*** DATASET RECORDS Section Begins ***
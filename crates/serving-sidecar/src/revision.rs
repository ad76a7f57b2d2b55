//! The Revision custom resource, an immutable snapshot of the workload a queue sidecar fronts.
use std::borrow::Cow;

use k8s_openapi::api::core::v1::Container;
use kube::CustomResource;
use schemars::JsonSchema;
use serde::{Deserialize, Serialize};

use crate::{
    constants::{DEFAULT_USER_PORT, H2C_PORT_NAME},
    kvp::consts::SERVICE_LABEL_KEY,
};

const CONFIGURATION_KIND: &str = "Configuration";

#[derive(CustomResource, Clone, Debug, Default, Deserialize, JsonSchema, PartialEq, Serialize)]
#[kube(
    group = "serving.knative.dev",
    version = "v1",
    kind = "Revision",
    plural = "revisions",
    crates(
        kube_core = "kube::core",
        k8s_openapi = "k8s_openapi",
        schemars = "schemars"
    ),
    namespaced
)]
#[serde(rename_all = "camelCase")]
pub struct RevisionSpec {
    /// The containers of the workload. Exactly one of them serves traffic.
    #[serde(default)]
    pub containers: Vec<Container>,

    /// The maximum number of requests in flight per replica, 0 means unlimited.
    #[serde(default, skip_serializing_if = "Option::is_none")]
    pub container_concurrency: Option<i64>,

    /// The maximum duration in seconds a request may take to be responded to.
    #[serde(default, skip_serializing_if = "Option::is_none")]
    pub timeout_seconds: Option<i64>,

    #[serde(default, skip_serializing_if = "Option::is_none")]
    pub max_duration_seconds: Option<i64>,
}

/// The protocol the user container speaks.
#[derive(Clone, Copy, Debug, Default, PartialEq, Eq, strum::Display)]
#[strum(serialize_all = "lowercase")]
pub enum Protocol {
    #[default]
    Http1,
    H2c,
}

impl Revision {
    /// The container serving traffic.
    ///
    /// This is the only container, or the first one which declares ports. Falls back to an empty
    /// container for revisions without one, which only passes validation in tests.
    pub fn serving_container(&self) -> Cow<'_, Container> {
        let serving_container = match self.spec.containers.as_slice() {
            [container] => Some(container),
            containers => containers
                .iter()
                .find(|container| container.ports.as_ref().is_some_and(|ports| !ports.is_empty())),
        };

        serving_container.map_or_else(|| Cow::Owned(Container::default()), Cow::Borrowed)
    }

    /// The port the serving container listens on, 8080 if it doesn't declare one.
    pub fn user_port(&self) -> i32 {
        self.serving_container()
            .ports
            .as_ref()
            .and_then(|ports| ports.first())
            .map(|port| port.container_port)
            .filter(|port| *port != 0)
            .unwrap_or(DEFAULT_USER_PORT)
    }

    /// [`Protocol::H2c`] if the first port of the serving container is named `h2c`.
    pub fn protocol(&self) -> Protocol {
        let first_port_name = self
            .serving_container()
            .ports
            .as_ref()
            .and_then(|ports| ports.first())
            .and_then(|port| port.name.clone());

        if first_port_name.as_deref() == Some(H2C_PORT_NAME) {
            Protocol::H2c
        } else {
            Protocol::Http1
        }
    }

    pub fn container_concurrency(&self) -> i64 {
        self.spec.container_concurrency.unwrap_or_default()
    }

    /// The name of the Configuration controlling this revision, if any.
    pub fn configuration_name(&self) -> Option<&str> {
        self.metadata
            .owner_references
            .iter()
            .flatten()
            .find(|owner| owner.controller == Some(true))
            .filter(|owner| owner.kind == CONFIGURATION_KIND)
            .map(|owner| owner.name.as_str())
    }

    /// The name of the Service this revision belongs to, if any.
    pub fn service_name(&self) -> Option<&str> {
        self.metadata
            .labels
            .as_ref()
            .and_then(|labels| labels.get(SERVICE_LABEL_KEY))
            .map(String::as_str)
    }
}

#[cfg(test)]
mod tests {
    use indoc::indoc;
    use kube::core::CustomResourceExt as _;
    use rstest::rstest;

    use super::*;

    fn revision(yaml: &str) -> Revision {
        serde_yaml::from_str(yaml).expect("revision must deserialize")
    }

    #[test]
    fn crd_name() {
        assert_eq!(Revision::crd_name(), "revisions.serving.knative.dev");
    }

    #[test]
    fn metadata_helpers() {
        let revision = revision(indoc! {"
            apiVersion: serving.knative.dev/v1
            kind: Revision
            metadata:
              name: hello-00001
              namespace: default
              labels:
                serving.knative.dev/service: hello
              ownerReferences:
                - apiVersion: serving.knative.dev/v1
                  kind: Configuration
                  name: hello
                  uid: 6f1c2a9e-0000-0000-0000-000000000000
                  controller: true
            spec:
              containerConcurrency: 10
              containers:
                - name: user-container
                  image: hello:latest
        "});

        assert_eq!(revision.configuration_name(), Some("hello"));
        assert_eq!(revision.service_name(), Some("hello"));
        assert_eq!(revision.container_concurrency(), 10);
        assert_eq!(revision.user_port(), 8080);
        assert_eq!(revision.protocol(), Protocol::Http1);
    }

    #[rstest]
    #[case::not_controller(indoc! {"
        metadata:
          ownerReferences:
            - apiVersion: serving.knative.dev/v1
              kind: Configuration
              name: hello
              uid: 6f1c2a9e-0000-0000-0000-000000000000
        spec: {}
    "})]
    #[case::other_kind(indoc! {"
        metadata:
          ownerReferences:
            - apiVersion: apps/v1
              kind: Deployment
              name: hello
              uid: 6f1c2a9e-0000-0000-0000-000000000000
              controller: true
        spec: {}
    "})]
    fn without_configuration(#[case] yaml: &str) {
        let revision = revision(yaml);

        assert_eq!(revision.configuration_name(), None);
        assert_eq!(revision.service_name(), None);
        assert_eq!(revision.container_concurrency(), 0);
    }

    #[test]
    fn serving_container_is_the_one_with_ports() {
        let revision = revision(indoc! {"
            metadata:
              name: hello-00001
            spec:
              containers:
                - name: sidecar
                  image: sidecar
                - name: user
                  image: hello
                  ports:
                    - name: h2c
                      containerPort: 9000
        "});

        assert_eq!(revision.serving_container().name, "user");
        assert_eq!(revision.user_port(), 9000);
        assert_eq!(revision.protocol(), Protocol::H2c);
    }

    #[rstest]
    #[case::no_containers("metadata: {}\nspec: {}", "", 8080)]
    #[case::only_container_without_ports(
        "metadata: {}\nspec:\n  containers:\n    - name: user\n",
        "user",
        8080
    )]
    #[case::port_zero(
        "metadata: {}\nspec:\n  containers:\n    - name: user\n      ports:\n        - containerPort: 0\n",
        "user",
        8080
    )]
    #[case::no_container_with_ports(
        "metadata: {}\nspec:\n  containers:\n    - name: a\n    - name: b\n",
        "",
        8080
    )]
    fn serving_container_fallbacks(
        #[case] yaml: &str,
        #[case] expected_name: &str,
        #[case] expected_port: i32,
    ) {
        let revision = revision(yaml);

        assert_eq!(revision.serving_container().name, expected_name);
        assert_eq!(revision.user_port(), expected_port);
        assert_eq!(revision.protocol(), Protocol::Http1);
    }
}
use k8s_openapi::api::core::v1::{Capabilities, SecurityContext};

/// A builder for [`SecurityContext`] objects (not to be confused with `PodSecurityContext`).
#[derive(Clone, Default)]
pub struct SecurityContextBuilder {
    security_context: SecurityContext,
}

impl SecurityContextBuilder {
    /// The hardened context sidecars run with: no privilege escalation, a read-only root
    /// filesystem, a non-root user and no capabilities at all.
    pub fn restricted() -> SecurityContext {
        Self::new()
            .allow_privilege_escalation(false)
            .read_only_root_filesystem(true)
            .run_as_non_root(true)
            .drop_capabilities(["all"])
            .build()
    }

    pub fn new() -> Self {
        Self::default()
    }

    pub fn allow_privilege_escalation(&mut self, value: bool) -> &mut Self {
        self.security_context.allow_privilege_escalation = Some(value);
        self
    }

    pub fn drop_capabilities(
        &mut self,
        capabilities: impl IntoIterator<Item = impl Into<String>>,
    ) -> &mut Self {
        self.security_context
            .capabilities
            .get_or_insert_with(Capabilities::default)
            .drop
            .get_or_insert_with(Vec::new)
            .extend(capabilities.into_iter().map(Into::into));
        self
    }

    pub fn read_only_root_filesystem(&mut self, value: bool) -> &mut Self {
        self.security_context.read_only_root_filesystem = Some(value);
        self
    }

    pub fn run_as_non_root(&mut self, value: bool) -> &mut Self {
        self.security_context.run_as_non_root = Some(value);
        self
    }

    pub fn build(&self) -> SecurityContext {
        self.security_context.clone()
    }
}
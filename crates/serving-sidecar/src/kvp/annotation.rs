//! Prioritized lookup of annotations.
//!
//! Some annotations were renamed over time. Objects can carry any spelling, so lookups go through
//! a [`KeyPriority`] which checks the candidates in a fixed order.
use std::collections::BTreeMap;

use crate::kvp::consts::{
    QUEUE_SIDECAR_RESOURCE_PERCENTAGE_KEY, QUEUE_SIDECAR_RESOURCE_PERCENTAGE_LEGACY_KEY,
};

/// The annotation which sets the queue sidecar resources to a percentage of the user container
/// resources.
pub const QUEUE_SIDECAR_RESOURCE_PERCENTAGE: KeyPriority = KeyPriority::new(&[
    QUEUE_SIDECAR_RESOURCE_PERCENTAGE_KEY,
    QUEUE_SIDECAR_RESOURCE_PERCENTAGE_LEGACY_KEY,
]);

/// An ordered list of candidate keys. The first key present in a map wins, regardless of the
/// iteration order of the map.
#[derive(Clone, Copy, Debug, PartialEq, Eq)]
pub struct KeyPriority(&'static [&'static str]);

impl KeyPriority {
    pub const fn new(keys: &'static [&'static str]) -> Self {
        Self(keys)
    }

    /// The preferred key, which should be used when writing.
    pub fn key(&self) -> Option<&'static str> {
        self.0.first().copied()
    }

    /// Returns the first present key together with its value.
    pub fn get<'a>(&self, map: &'a BTreeMap<String, String>) -> Option<(&'static str, &'a str)> {
        self.0
            .iter()
            .find_map(|key| map.get(*key).map(|value| (*key, value.as_str())))
    }

    /// Like [`KeyPriority::get`], but for optional maps as found in `ObjectMeta`.
    pub fn get_opt<'a>(
        &self,
        map: Option<&'a BTreeMap<String, String>>,
    ) -> Option<(&'static str, &'a str)> {
        map.and_then(|map| self.get(map))
    }
}
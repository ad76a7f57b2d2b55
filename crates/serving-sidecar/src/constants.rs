//! Well-known names, ports and headers shared by the serving components.

/// Name of the queue sidecar container.
pub const QUEUE_CONTAINER_NAME: &str = "queue-proxy";

/// Identifies the queue sidecar in probe headers.
pub const QUEUE_NAME: &str = "queue";

/// Port the user container listens on when it declares none.
pub const DEFAULT_USER_PORT: i32 = 8080;

/// The port name which selects h2c for the user container.
pub const H2C_PORT_NAME: &str = "h2c";

pub const LOCAL_ADDRESS: &str = "127.0.0.1";

pub const BACKEND_HTTP_PORT: i32 = 8012;
pub const BACKEND_HTTP2_PORT: i32 = 8013;
pub const QUEUE_SERVING_PORT_NAME: &str = "queue-port";

pub const QUEUE_ADMIN_PORT: i32 = 8022;
pub const QUEUE_ADMIN_PORT_NAME: &str = "http-queueadm";

pub const AUTOSCALING_QUEUE_METRICS_PORT: i32 = 9090;
pub const AUTOSCALING_QUEUE_METRICS_PORT_NAME: &str = "http-autometric";

pub const USER_QUEUE_METRICS_PORT: i32 = 9091;
pub const USER_QUEUE_METRICS_PORT_NAME: &str = "http-usermetric";

pub const PROFILING_PORT: i32 = 8008;
pub const PROFILING_PORT_NAME: &str = "profiling-port";

/// Header set by the network components when probing the queue sidecar.
pub const NETWORK_PROBE_HEADER_NAME: &str = "K-Network-Probe";

/// Header the queue sidecar sets when it probes the user container on behalf of the kubelet.
pub const KUBELET_PROBE_HEADER_NAME: &str = "K-Kubelet-Probe";

pub const CONCURRENCY_STATE_TOKEN_PATH: &str = "/var/run/secrets/tokens/state-token";

pub const SYSTEM_NAMESPACE_ENV_KEY: &str = "SYSTEM_NAMESPACE";
pub const METRICS_DOMAIN_ENV_KEY: &str = "METRICS_DOMAIN";

/// The component name log levels are configured under.
pub const QUEUE_LOGGING_COMPONENT: &str = "queueproxy";
//! An exact representation of Kubernetes resource quantities.
//!
//! Quantities are stored as `mantissa * 10^exponent` with an integer mantissa, so parsing,
//! comparison and scaling to milli-units never lose precision. Values are rounded up to nano
//! precision on construction, which matches what the API server does.
use std::{
    cmp::Ordering,
    fmt::{Display, Write as _},
    str::FromStr,
};

use k8s_openapi::apimachinery::pkg::api::resource::Quantity as K8sQuantity;
use serde::{Deserialize, Serialize, de::Visitor};
use snafu::{OptionExt as _, ResultExt as _, Snafu, ensure};

mod suffix;

pub use suffix::*;

/// The smallest exponent a quantity is stored with (nano).
const MIN_EXPONENT: i32 = -9;

#[derive(Debug, PartialEq, Eq, Snafu)]
pub enum ParseQuantityError {
    #[snafu(display("input is either empty or contains non-ascii characters"))]
    InvalidFormat,

    #[snafu(display("failed to parse the numeric part of {input:?}"))]
    InvalidNumber { input: String },

    #[snafu(display("failed to parse suffix"))]
    InvalidSuffix { source: ParseSuffixError },

    #[snafu(display("quantity {input:?} is too large to be represented"))]
    TooLarge { input: String },
}

/// A resource quantity like `100m`, `1.5Gi` or `1e3`.
///
/// Equality and ordering are numeric: `1Ki` equals `1024` and `1000m` equals `1`. The [`Format`]
/// only influences how the quantity is printed.
#[derive(Clone, Copy, Debug)]
pub struct Quantity {
    mantissa: i128,
    exponent: i32,
    format: Format,
}

impl Quantity {
    pub const ZERO: Self = Self {
        mantissa: 0,
        exponent: 0,
        format: Format::DecimalSI,
    };

    /// Creates a quantity of `value / 1000` units.
    pub fn from_milli(value: i64, format: Format) -> Self {
        Self::new(i128::from(value), -3, format)
    }

    /// Creates a quantity of `value` whole units.
    pub fn from_value(value: i64, format: Format) -> Self {
        Self::new(i128::from(value), 0, format)
    }

    fn new(mantissa: i128, exponent: i32, format: Format) -> Self {
        let (mantissa, exponent) = round_up_to_nano(mantissa, exponent);
        let (mantissa, exponent) = normalize(mantissa, exponent);

        Self {
            mantissa,
            exponent,
            format,
        }
    }

    pub fn format(&self) -> Format {
        self.format
    }

    pub fn is_zero(&self) -> bool {
        self.mantissa == 0
    }

    /// Returns `ceil(self)`, saturating at the bounds of [`i64`].
    pub fn value(&self) -> i64 {
        self.scaled_ceil(0)
    }

    /// Returns `ceil(self * 1000)`, saturating at the bounds of [`i64`].
    pub fn milli_value(&self) -> i64 {
        self.scaled_ceil(-3)
    }

    /// Returns `ceil(self * 10^-scale)` saturated into [`i64`].
    fn scaled_ceil(&self, scale: i32) -> i64 {
        let shift = self.exponent.saturating_sub(scale);

        let scaled = if shift >= 0 {
            pow10(shift.unsigned_abs())
                .and_then(|factor| self.mantissa.checked_mul(factor))
                .unwrap_or(if self.mantissa.is_negative() {
                    i128::MIN
                } else {
                    i128::MAX
                })
        } else {
            match pow10(shift.unsigned_abs()) {
                Some(divisor) => {
                    let quotient = self.mantissa.div_euclid(divisor);
                    if self.mantissa.rem_euclid(divisor) == 0 {
                        quotient
                    } else {
                        quotient + 1
                    }
                }
                // The divisor exceeds every representable mantissa, so only the sign is left.
                None => i128::from(self.mantissa > 0),
            }
        };

        i64::try_from(scaled).unwrap_or(if scaled.is_negative() {
            i64::MIN
        } else {
            i64::MAX
        })
    }

    /// Returns the mantissa rescaled to the (smaller or equal) `exponent`, or [`None`] on
    /// overflow.
    fn mantissa_at(&self, exponent: i32) -> Option<i128> {
        let shift = u32::try_from(self.exponent.checked_sub(exponent)?).ok()?;
        self.mantissa.checked_mul(pow10(shift)?)
    }

    /// Returns the integral value if the quantity has no fractional part and fits.
    fn as_integer(&self) -> Option<i128> {
        if self.exponent < 0 {
            return None;
        }

        self.mantissa_at(0)
    }

    fn fmt_binary_si(value: i128, f: &mut std::fmt::Formatter<'_>) -> std::fmt::Result {
        let mut amount = value;
        let mut multiple = None;

        for candidate in BinaryMultiple::ALL {
            if amount % 1024 != 0 {
                break;
            }

            amount /= 1024;
            multiple = Some(candidate);
        }

        match multiple {
            Some(multiple) => write!(f, "{amount}{multiple}"),
            None => write!(f, "{amount}"),
        }
    }

    fn fmt_decimal(&self, format: Format, f: &mut std::fmt::Formatter<'_>) -> std::fmt::Result {
        // The exponent is lowered to the next multiple of three so that it maps onto a suffix.
        let remainder = self.exponent.rem_euclid(3);
        let Some(mantissa) = pow10(remainder.unsigned_abs())
            .and_then(|factor| self.mantissa.checked_mul(factor))
        else {
            return write!(f, "{}e{}", self.mantissa, self.exponent);
        };
        let exponent = self.exponent - remainder;

        if exponent == 0 {
            return write!(f, "{mantissa}");
        }

        match (format, DecimalMultiple::from_exponent(exponent)) {
            (Format::DecimalExponent, _) | (_, None) => write!(f, "{mantissa}e{exponent}"),
            (_, Some(multiple)) => write!(f, "{mantissa}{multiple}"),
        }
    }
}

impl FromStr for Quantity {
    type Err = ParseQuantityError;

    fn from_str(input: &str) -> Result<Self, Self::Err> {
        ensure!(!input.is_empty() && input.is_ascii(), InvalidFormatSnafu);

        let (negative, unsigned) = match input.strip_prefix('-') {
            Some(rest) => (true, rest),
            None => (false, input.strip_prefix('+').unwrap_or(input)),
        };

        let suffix_index = unsigned
            .find(|c: char| c != '.' && !c.is_ascii_digit())
            .unwrap_or(unsigned.len());
        let (number, suffix) = unsigned.split_at(suffix_index);

        let (mut mantissa, mut exponent) = parse_decimal(number, input)?;

        let format = match Suffix::from_str(suffix).context(InvalidSuffixSnafu)? {
            Suffix::None => Format::DecimalSI,
            Suffix::DecimalMultiple(multiple) => {
                exponent = exponent
                    .checked_add(multiple.exponent())
                    .context(TooLargeSnafu { input })?;
                Format::DecimalSI
            }
            Suffix::BinaryMultiple(multiple) => {
                mantissa = mantissa
                    .checked_mul(multiple.factor())
                    .context(TooLargeSnafu { input })?;
                Format::BinarySI
            }
            Suffix::DecimalExponent(shift) => {
                exponent = exponent
                    .checked_add(shift)
                    .context(TooLargeSnafu { input })?;
                Format::DecimalExponent
            }
        };

        if negative {
            mantissa = -mantissa;
        }

        Ok(Self::new(mantissa, exponent, format))
    }
}

impl Display for Quantity {
    fn fmt(&self, f: &mut std::fmt::Formatter<'_>) -> std::fmt::Result {
        if self.mantissa == 0 {
            return f.write_char('0');
        }

        // Small or fractional binary quantities are printed as decimal to avoid confusion and
        // precision loss, e.g. 0.5Ki becomes 512 and 100m stays 100m.
        if self.format == Format::BinarySI {
            if let Some(value) = self.as_integer().filter(|value| value.abs() >= 1024) {
                return Self::fmt_binary_si(value, f);
            }

            return self.fmt_decimal(Format::DecimalSI, f);
        }

        self.fmt_decimal(self.format, f)
    }
}

impl PartialEq for Quantity {
    fn eq(&self, other: &Self) -> bool {
        self.cmp(other) == Ordering::Equal
    }
}

impl Eq for Quantity {}

impl PartialOrd for Quantity {
    fn partial_cmp(&self, other: &Self) -> Option<Ordering> {
        Some(self.cmp(other))
    }
}

impl Ord for Quantity {
    fn cmp(&self, other: &Self) -> Ordering {
        let signs = self.mantissa.signum().cmp(&other.mantissa.signum());
        if signs != Ordering::Equal || self.mantissa == 0 {
            return signs;
        }

        let exponent = self.exponent.min(other.exponent);
        match (self.mantissa_at(exponent), other.mantissa_at(exponent)) {
            (Some(lhs), Some(rhs)) => lhs.cmp(&rhs),
            // Only the operand with the bigger exponent is scaled up, so an overflow means it has
            // the bigger magnitude. Both operands have the same sign at this point.
            (None, _) if self.mantissa > 0 => Ordering::Greater,
            (None, _) => Ordering::Less,
            (_, None) if other.mantissa > 0 => Ordering::Less,
            (_, None) => Ordering::Greater,
        }
    }
}

impl From<Quantity> for K8sQuantity {
    fn from(value: Quantity) -> Self {
        K8sQuantity(value.to_string())
    }
}

impl From<&Quantity> for K8sQuantity {
    fn from(value: &Quantity) -> Self {
        K8sQuantity(value.to_string())
    }
}

impl TryFrom<K8sQuantity> for Quantity {
    type Error = ParseQuantityError;

    fn try_from(value: K8sQuantity) -> Result<Self, Self::Error> {
        Self::from_str(&value.0)
    }
}

impl TryFrom<&K8sQuantity> for Quantity {
    type Error = ParseQuantityError;

    fn try_from(value: &K8sQuantity) -> Result<Self, Self::Error> {
        Self::from_str(&value.0)
    }
}

impl Serialize for Quantity {
    fn serialize<S>(&self, serializer: S) -> Result<S::Ok, S::Error>
    where
        S: serde::Serializer,
    {
        serializer.serialize_str(&self.to_string())
    }
}

impl<'de> Deserialize<'de> for Quantity {
    fn deserialize<D>(deserializer: D) -> Result<Self, D::Error>
    where
        D: serde::Deserializer<'de>,
    {
        struct QuantityVisitor;

        impl Visitor<'_> for QuantityVisitor {
            type Value = Quantity;

            fn expecting(&self, formatter: &mut std::fmt::Formatter) -> std::fmt::Result {
                formatter.write_str("a valid quantity")
            }

            fn visit_str<E>(self, v: &str) -> Result<Self::Value, E>
            where
                E: serde::de::Error,
            {
                Quantity::from_str(v).map_err(serde::de::Error::custom)
            }
        }

        deserializer.deserialize_str(QuantityVisitor)
    }
}

fn pow10(exponent: u32) -> Option<i128> {
    10i128.checked_pow(exponent)
}

/// Parses `<digits>[.<digits>]` into a mantissa and a (negative) exponent.
fn parse_decimal(number: &str, input: &str) -> Result<(i128, i32), ParseQuantityError> {
    let (whole, fraction) = number.split_once('.').unwrap_or((number, ""));
    ensure!(
        !(whole.is_empty() && fraction.is_empty()) && !fraction.contains('.'),
        InvalidNumberSnafu { input }
    );

    let mut mantissa: i128 = 0;
    for digit in whole.bytes().chain(fraction.bytes()) {
        mantissa = mantissa
            .checked_mul(10)
            .and_then(|mantissa| mantissa.checked_add(i128::from(digit - b'0')))
            .context(TooLargeSnafu { input })?;
    }

    let exponent = i32::try_from(fraction.len())
        .ok()
        .context(TooLargeSnafu { input })?;

    Ok((mantissa, -exponent))
}

/// Rounds away from zero to nano precision.
fn round_up_to_nano(mantissa: i128, exponent: i32) -> (i128, i32) {
    if exponent >= MIN_EXPONENT {
        return (mantissa, exponent);
    }

    let shift = MIN_EXPONENT.abs_diff(exponent);
    let rounded = match pow10(shift) {
        Some(divisor) => {
            let quotient = mantissa / divisor;
            if mantissa % divisor == 0 {
                quotient
            } else {
                quotient + mantissa.signum()
            }
        }
        None => mantissa.signum(),
    };

    (rounded, MIN_EXPONENT)
}

/// Strips trailing zeros from the mantissa so that equal values share a representation.
fn normalize(mut mantissa: i128, mut exponent: i32) -> (i128, i32) {
    if mantissa == 0 {
        return (0, 0);
    }

    while mantissa % 10 == 0 {
        mantissa /= 10;
        exponent = exponent.saturating_add(1);
    }

    (mantissa, exponent)
}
*** DATASET RECORDS Section Ends ***
TASK DETAILS: With the line holding "(_, None) if" as the first and the line holding "fn try_from(value: K8sQuantity)" as the last, set down that range of the entries above exactly, and nothing else.

OUTPUT OF THE EXERCISE:
            (_, None) if other.mantissa > 0 => Ordering::Less,
            (_, None) => Ordering::Greater,
        }
    }
}

impl From<Quantity> for K8sQuantity {
    fn from(value: Quantity) -> Self {
        K8sQuantity(value.to_string())
    }
}

impl From<&Quantity> for K8sQuantity {
    fn from(value: &Quantity) -> Self {
        K8sQuantity(value.to_string())
    }
}

impl TryFrom<K8sQuantity> for Quantity {
    type Error = ParseQuantityError;

    fn try_from(value: K8sQuantity) -> Result<Self, Self::Error> {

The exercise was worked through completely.